## [Exercise prompt]
Once every line below with "instances" has been counted, state the total and nothing else.

___ Extracted data

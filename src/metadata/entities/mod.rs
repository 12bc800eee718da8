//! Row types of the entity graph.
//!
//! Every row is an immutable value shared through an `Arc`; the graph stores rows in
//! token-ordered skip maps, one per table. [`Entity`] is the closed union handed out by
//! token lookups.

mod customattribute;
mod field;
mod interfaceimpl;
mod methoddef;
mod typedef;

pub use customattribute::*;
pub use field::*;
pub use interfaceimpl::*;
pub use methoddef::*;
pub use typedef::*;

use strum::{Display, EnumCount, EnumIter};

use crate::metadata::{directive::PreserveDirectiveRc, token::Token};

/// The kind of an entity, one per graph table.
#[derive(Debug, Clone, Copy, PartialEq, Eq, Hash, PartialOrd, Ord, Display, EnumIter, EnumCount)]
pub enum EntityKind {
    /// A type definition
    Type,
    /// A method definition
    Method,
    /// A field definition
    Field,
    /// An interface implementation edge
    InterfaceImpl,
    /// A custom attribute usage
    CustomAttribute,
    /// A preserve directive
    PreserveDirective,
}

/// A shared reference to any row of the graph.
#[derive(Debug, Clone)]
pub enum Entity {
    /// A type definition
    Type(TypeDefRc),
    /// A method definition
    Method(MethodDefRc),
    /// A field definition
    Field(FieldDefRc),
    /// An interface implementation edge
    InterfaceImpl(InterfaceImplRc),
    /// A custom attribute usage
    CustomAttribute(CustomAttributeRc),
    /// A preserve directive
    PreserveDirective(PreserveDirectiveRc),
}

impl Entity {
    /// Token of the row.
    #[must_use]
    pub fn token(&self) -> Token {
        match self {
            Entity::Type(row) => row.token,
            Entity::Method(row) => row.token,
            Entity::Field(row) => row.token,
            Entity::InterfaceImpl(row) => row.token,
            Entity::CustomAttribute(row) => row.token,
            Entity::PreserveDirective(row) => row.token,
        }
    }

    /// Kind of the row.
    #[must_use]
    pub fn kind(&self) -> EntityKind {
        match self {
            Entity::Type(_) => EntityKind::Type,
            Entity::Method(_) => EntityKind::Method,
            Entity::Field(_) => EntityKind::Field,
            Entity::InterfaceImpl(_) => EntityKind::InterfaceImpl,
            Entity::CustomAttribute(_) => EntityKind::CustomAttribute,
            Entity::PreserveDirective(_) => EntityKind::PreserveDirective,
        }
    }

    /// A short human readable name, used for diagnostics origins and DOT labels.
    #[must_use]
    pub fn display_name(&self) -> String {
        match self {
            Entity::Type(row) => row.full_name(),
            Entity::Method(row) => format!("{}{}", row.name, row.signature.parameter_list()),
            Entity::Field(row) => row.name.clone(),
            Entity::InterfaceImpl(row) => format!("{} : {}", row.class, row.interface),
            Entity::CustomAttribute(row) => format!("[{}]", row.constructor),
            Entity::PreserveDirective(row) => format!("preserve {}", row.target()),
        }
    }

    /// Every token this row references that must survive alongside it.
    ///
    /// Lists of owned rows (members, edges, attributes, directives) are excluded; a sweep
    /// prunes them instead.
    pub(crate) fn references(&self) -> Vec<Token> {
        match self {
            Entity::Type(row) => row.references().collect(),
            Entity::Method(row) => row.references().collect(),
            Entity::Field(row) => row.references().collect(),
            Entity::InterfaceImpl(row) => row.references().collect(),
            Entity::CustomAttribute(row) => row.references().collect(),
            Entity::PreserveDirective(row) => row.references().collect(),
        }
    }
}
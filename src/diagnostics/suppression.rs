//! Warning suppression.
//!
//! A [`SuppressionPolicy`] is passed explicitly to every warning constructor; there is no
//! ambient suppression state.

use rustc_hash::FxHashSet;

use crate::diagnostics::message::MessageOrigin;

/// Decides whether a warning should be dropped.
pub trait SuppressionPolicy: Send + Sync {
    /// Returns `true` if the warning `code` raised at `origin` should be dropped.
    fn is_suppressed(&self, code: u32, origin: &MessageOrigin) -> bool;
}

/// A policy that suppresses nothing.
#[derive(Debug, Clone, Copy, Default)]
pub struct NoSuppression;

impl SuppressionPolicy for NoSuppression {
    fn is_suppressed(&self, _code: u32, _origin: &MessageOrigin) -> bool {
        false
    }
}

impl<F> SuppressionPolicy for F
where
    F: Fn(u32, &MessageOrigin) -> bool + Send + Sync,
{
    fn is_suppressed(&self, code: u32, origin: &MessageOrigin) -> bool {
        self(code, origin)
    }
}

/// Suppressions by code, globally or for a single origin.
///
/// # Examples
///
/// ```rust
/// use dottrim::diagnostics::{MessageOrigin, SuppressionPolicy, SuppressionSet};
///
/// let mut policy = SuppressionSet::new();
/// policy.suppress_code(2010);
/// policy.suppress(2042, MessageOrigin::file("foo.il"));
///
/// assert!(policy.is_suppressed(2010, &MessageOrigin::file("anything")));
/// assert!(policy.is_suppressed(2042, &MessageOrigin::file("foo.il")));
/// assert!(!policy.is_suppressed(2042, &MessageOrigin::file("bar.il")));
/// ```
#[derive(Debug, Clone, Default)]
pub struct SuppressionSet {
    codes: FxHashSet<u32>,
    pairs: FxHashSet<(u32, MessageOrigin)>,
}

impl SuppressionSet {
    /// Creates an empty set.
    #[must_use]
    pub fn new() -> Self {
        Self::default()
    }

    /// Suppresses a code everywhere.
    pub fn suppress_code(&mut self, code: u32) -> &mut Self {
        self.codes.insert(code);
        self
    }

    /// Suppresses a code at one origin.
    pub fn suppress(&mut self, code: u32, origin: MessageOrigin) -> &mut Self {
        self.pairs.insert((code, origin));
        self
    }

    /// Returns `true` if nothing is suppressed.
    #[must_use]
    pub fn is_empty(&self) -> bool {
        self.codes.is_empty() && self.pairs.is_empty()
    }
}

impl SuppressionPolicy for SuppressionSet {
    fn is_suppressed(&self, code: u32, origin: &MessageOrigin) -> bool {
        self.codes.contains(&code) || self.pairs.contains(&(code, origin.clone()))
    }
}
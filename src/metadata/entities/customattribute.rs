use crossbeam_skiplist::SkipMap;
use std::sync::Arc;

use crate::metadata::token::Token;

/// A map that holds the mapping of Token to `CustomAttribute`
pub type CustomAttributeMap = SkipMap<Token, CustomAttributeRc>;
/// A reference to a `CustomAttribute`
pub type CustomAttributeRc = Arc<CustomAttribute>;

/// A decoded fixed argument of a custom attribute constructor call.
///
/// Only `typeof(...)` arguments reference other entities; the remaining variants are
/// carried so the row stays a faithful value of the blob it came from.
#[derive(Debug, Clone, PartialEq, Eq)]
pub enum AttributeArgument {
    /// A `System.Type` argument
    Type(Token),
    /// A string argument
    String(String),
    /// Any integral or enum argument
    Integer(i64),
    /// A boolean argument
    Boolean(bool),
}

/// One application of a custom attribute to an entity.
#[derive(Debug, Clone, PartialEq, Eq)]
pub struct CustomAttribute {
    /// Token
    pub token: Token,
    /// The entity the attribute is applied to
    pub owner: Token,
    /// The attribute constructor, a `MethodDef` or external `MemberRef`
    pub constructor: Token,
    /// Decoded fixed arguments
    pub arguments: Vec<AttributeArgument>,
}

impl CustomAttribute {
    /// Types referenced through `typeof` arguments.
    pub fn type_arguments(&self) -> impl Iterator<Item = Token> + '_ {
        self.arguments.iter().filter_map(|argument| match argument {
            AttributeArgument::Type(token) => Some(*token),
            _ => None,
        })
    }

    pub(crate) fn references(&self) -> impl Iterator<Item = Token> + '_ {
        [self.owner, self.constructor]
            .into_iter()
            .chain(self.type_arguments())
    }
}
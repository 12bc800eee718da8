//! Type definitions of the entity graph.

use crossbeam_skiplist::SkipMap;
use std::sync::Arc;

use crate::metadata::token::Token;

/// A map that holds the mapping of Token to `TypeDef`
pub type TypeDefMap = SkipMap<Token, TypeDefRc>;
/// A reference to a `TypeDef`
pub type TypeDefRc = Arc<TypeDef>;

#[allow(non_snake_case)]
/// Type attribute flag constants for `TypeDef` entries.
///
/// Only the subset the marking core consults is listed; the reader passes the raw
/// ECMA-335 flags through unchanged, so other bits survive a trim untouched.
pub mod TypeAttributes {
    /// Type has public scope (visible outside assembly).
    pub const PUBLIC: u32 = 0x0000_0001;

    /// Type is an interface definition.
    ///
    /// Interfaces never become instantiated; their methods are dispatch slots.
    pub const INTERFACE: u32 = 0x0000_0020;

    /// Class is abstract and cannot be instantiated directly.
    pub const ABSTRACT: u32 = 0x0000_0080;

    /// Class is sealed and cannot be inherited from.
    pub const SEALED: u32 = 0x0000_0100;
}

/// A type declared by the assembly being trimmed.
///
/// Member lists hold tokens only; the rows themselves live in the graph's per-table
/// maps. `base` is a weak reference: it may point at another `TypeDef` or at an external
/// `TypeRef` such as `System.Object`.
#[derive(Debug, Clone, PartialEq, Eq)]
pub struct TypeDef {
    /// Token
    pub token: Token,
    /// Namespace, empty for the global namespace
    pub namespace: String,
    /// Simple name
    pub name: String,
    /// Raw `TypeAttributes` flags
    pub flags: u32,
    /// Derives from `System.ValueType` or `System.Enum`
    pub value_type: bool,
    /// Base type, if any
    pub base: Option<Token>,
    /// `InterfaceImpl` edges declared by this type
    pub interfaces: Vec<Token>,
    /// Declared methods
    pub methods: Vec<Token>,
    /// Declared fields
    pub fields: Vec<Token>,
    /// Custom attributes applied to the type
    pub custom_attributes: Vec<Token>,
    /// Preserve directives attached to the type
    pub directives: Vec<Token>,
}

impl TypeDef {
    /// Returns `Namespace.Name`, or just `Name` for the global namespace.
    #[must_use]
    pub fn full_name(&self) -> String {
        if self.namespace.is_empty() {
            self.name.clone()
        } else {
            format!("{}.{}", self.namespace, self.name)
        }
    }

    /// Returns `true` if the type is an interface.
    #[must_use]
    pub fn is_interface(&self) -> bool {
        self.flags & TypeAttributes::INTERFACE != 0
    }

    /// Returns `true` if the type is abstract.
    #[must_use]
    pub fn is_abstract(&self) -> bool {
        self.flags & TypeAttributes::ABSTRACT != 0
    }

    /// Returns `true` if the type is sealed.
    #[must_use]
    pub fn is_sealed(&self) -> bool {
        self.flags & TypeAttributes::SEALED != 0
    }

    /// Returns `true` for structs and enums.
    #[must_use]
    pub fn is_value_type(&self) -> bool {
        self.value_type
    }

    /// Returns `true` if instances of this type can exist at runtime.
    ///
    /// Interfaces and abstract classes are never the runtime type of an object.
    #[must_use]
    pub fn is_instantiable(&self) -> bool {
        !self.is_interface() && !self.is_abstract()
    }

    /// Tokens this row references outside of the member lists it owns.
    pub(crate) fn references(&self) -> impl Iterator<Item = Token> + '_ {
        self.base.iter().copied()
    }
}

______
___ Extracted data

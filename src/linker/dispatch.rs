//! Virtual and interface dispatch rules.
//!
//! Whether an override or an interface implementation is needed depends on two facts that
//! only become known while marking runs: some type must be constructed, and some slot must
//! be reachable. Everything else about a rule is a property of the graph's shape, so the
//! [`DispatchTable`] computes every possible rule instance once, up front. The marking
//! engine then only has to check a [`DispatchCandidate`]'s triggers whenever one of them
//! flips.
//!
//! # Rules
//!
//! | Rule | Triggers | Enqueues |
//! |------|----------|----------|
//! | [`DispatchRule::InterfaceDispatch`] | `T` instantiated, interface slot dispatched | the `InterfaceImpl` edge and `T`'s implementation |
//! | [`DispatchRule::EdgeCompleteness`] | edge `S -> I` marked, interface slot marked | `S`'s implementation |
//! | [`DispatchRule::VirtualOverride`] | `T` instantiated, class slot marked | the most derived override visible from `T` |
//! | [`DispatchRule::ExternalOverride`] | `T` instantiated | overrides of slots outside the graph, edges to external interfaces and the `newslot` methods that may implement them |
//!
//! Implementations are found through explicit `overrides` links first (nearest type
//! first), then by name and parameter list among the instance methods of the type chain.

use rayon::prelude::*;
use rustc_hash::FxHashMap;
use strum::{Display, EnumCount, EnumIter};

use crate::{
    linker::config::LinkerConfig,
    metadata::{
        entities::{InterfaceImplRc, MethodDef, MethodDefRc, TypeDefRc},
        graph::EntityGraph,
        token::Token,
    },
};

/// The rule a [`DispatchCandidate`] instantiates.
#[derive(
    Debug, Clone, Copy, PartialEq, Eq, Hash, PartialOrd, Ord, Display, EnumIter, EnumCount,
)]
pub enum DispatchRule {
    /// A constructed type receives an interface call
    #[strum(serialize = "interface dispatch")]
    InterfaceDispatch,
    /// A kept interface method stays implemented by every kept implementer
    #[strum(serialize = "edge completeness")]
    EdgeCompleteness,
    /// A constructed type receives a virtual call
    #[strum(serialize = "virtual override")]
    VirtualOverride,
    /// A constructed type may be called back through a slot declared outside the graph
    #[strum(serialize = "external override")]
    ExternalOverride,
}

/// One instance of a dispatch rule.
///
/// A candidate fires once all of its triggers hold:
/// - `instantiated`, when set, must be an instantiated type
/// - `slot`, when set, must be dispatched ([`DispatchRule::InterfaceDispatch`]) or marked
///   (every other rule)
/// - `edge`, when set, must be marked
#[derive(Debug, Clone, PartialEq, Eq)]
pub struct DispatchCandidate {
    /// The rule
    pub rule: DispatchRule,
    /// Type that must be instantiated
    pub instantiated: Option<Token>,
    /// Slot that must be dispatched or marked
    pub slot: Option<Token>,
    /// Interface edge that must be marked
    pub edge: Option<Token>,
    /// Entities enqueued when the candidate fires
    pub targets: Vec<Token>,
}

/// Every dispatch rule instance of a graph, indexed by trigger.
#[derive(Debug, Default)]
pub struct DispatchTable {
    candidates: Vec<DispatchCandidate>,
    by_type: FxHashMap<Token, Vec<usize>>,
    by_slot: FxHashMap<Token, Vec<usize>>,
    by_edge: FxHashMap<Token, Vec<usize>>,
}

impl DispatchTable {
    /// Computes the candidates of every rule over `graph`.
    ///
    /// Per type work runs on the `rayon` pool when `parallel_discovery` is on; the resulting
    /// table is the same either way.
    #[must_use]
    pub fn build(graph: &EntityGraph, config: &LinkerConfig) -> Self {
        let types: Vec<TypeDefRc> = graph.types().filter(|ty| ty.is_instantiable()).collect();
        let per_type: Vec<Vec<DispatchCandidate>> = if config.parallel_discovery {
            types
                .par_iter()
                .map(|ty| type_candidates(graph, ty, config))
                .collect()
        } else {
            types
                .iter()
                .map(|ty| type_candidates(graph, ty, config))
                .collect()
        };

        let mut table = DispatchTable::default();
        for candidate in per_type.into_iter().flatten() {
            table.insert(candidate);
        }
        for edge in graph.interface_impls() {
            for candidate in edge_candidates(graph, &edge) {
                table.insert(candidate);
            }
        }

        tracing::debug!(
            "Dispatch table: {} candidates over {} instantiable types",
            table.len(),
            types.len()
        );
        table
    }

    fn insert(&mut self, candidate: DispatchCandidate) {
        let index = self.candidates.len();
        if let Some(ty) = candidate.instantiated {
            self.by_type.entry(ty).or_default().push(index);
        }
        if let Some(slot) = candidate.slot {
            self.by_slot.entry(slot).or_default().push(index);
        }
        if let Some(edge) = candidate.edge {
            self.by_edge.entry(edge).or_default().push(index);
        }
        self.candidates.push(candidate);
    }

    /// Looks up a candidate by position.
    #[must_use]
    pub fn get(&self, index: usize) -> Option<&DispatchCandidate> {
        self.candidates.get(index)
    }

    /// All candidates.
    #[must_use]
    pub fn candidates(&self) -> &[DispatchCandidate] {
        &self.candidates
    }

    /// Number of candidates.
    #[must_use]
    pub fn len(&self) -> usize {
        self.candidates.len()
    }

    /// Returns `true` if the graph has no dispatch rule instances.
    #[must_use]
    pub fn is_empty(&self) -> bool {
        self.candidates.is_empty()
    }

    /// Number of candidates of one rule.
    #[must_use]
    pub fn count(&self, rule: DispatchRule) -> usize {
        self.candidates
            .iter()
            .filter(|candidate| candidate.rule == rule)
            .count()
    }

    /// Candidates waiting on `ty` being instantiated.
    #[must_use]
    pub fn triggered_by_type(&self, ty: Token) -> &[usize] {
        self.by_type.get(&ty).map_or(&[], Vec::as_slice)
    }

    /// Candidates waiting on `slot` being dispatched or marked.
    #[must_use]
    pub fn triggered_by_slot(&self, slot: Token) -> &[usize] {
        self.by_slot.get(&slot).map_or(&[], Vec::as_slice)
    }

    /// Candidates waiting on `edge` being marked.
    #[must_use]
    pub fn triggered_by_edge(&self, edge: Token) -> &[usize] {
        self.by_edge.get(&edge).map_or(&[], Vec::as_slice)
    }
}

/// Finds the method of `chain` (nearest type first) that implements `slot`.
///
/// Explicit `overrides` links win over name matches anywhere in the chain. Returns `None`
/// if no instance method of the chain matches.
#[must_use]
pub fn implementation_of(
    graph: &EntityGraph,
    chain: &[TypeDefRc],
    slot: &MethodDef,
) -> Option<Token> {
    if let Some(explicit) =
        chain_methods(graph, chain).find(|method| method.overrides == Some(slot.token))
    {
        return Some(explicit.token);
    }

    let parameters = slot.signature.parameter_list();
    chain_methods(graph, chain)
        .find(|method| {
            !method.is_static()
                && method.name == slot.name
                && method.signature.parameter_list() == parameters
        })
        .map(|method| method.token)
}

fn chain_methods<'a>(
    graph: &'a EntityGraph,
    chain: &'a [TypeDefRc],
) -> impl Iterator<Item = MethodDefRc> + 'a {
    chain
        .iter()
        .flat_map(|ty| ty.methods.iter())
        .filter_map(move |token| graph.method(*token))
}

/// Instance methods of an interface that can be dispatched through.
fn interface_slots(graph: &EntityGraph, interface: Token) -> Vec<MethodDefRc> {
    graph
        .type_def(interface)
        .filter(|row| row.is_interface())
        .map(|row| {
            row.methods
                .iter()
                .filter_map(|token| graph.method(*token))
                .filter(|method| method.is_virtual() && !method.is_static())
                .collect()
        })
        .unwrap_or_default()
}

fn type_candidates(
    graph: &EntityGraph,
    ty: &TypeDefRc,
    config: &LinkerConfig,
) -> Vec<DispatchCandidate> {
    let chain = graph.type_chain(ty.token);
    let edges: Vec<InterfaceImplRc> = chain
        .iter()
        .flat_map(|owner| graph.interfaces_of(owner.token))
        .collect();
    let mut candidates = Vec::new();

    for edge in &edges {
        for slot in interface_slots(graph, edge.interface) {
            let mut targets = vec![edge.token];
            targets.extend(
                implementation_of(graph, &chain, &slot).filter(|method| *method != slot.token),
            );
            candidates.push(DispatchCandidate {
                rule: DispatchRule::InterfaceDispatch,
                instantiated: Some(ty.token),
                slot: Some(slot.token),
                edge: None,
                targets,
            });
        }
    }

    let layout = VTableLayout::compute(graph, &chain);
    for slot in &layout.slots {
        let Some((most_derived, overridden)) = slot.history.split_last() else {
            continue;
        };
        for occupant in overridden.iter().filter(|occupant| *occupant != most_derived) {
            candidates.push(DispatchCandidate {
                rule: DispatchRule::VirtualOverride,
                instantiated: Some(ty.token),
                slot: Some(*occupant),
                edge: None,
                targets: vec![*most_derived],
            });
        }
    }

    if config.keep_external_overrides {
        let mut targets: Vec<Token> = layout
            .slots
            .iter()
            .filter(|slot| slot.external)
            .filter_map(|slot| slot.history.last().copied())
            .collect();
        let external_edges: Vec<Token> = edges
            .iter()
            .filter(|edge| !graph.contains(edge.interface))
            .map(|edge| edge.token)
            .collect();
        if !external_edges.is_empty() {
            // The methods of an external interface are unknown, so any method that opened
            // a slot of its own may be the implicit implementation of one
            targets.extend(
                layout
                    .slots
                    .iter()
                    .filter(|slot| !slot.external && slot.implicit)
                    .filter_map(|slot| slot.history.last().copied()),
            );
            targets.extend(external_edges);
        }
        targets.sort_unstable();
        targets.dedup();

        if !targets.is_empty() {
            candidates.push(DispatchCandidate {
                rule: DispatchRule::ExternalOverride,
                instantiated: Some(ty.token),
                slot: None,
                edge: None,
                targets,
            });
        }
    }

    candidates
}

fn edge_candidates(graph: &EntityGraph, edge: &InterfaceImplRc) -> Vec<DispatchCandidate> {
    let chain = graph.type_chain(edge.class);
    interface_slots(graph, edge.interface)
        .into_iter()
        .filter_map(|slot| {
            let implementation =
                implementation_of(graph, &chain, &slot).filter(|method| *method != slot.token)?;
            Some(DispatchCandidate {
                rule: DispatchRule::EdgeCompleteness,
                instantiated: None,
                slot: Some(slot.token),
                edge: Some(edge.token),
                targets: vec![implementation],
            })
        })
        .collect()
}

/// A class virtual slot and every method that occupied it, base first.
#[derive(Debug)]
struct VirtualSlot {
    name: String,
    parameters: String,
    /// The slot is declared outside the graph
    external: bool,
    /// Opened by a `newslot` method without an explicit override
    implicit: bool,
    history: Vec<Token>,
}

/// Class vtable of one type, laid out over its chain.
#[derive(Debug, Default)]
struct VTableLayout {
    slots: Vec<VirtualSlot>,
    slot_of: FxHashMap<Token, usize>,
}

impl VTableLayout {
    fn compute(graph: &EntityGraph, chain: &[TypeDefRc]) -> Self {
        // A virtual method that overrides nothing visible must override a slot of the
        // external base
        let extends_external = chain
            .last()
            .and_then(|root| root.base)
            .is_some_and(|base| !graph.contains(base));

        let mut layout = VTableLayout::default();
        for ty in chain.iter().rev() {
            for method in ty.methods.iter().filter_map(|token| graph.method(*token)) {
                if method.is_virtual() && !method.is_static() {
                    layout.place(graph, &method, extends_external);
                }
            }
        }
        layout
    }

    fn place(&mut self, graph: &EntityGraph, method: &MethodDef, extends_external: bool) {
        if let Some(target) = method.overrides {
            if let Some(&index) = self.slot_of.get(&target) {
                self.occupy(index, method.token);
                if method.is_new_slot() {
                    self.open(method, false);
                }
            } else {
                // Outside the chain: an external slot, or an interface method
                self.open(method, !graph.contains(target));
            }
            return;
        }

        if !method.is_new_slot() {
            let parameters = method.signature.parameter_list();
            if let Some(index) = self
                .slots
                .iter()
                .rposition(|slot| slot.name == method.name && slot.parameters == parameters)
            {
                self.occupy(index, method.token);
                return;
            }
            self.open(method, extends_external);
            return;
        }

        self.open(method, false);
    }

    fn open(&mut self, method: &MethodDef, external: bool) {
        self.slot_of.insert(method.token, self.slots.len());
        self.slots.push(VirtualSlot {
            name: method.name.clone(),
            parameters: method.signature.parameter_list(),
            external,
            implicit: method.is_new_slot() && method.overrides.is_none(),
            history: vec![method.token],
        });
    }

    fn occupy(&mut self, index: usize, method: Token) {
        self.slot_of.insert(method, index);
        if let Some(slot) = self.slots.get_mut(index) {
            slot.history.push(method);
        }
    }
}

______

## [Response below]
2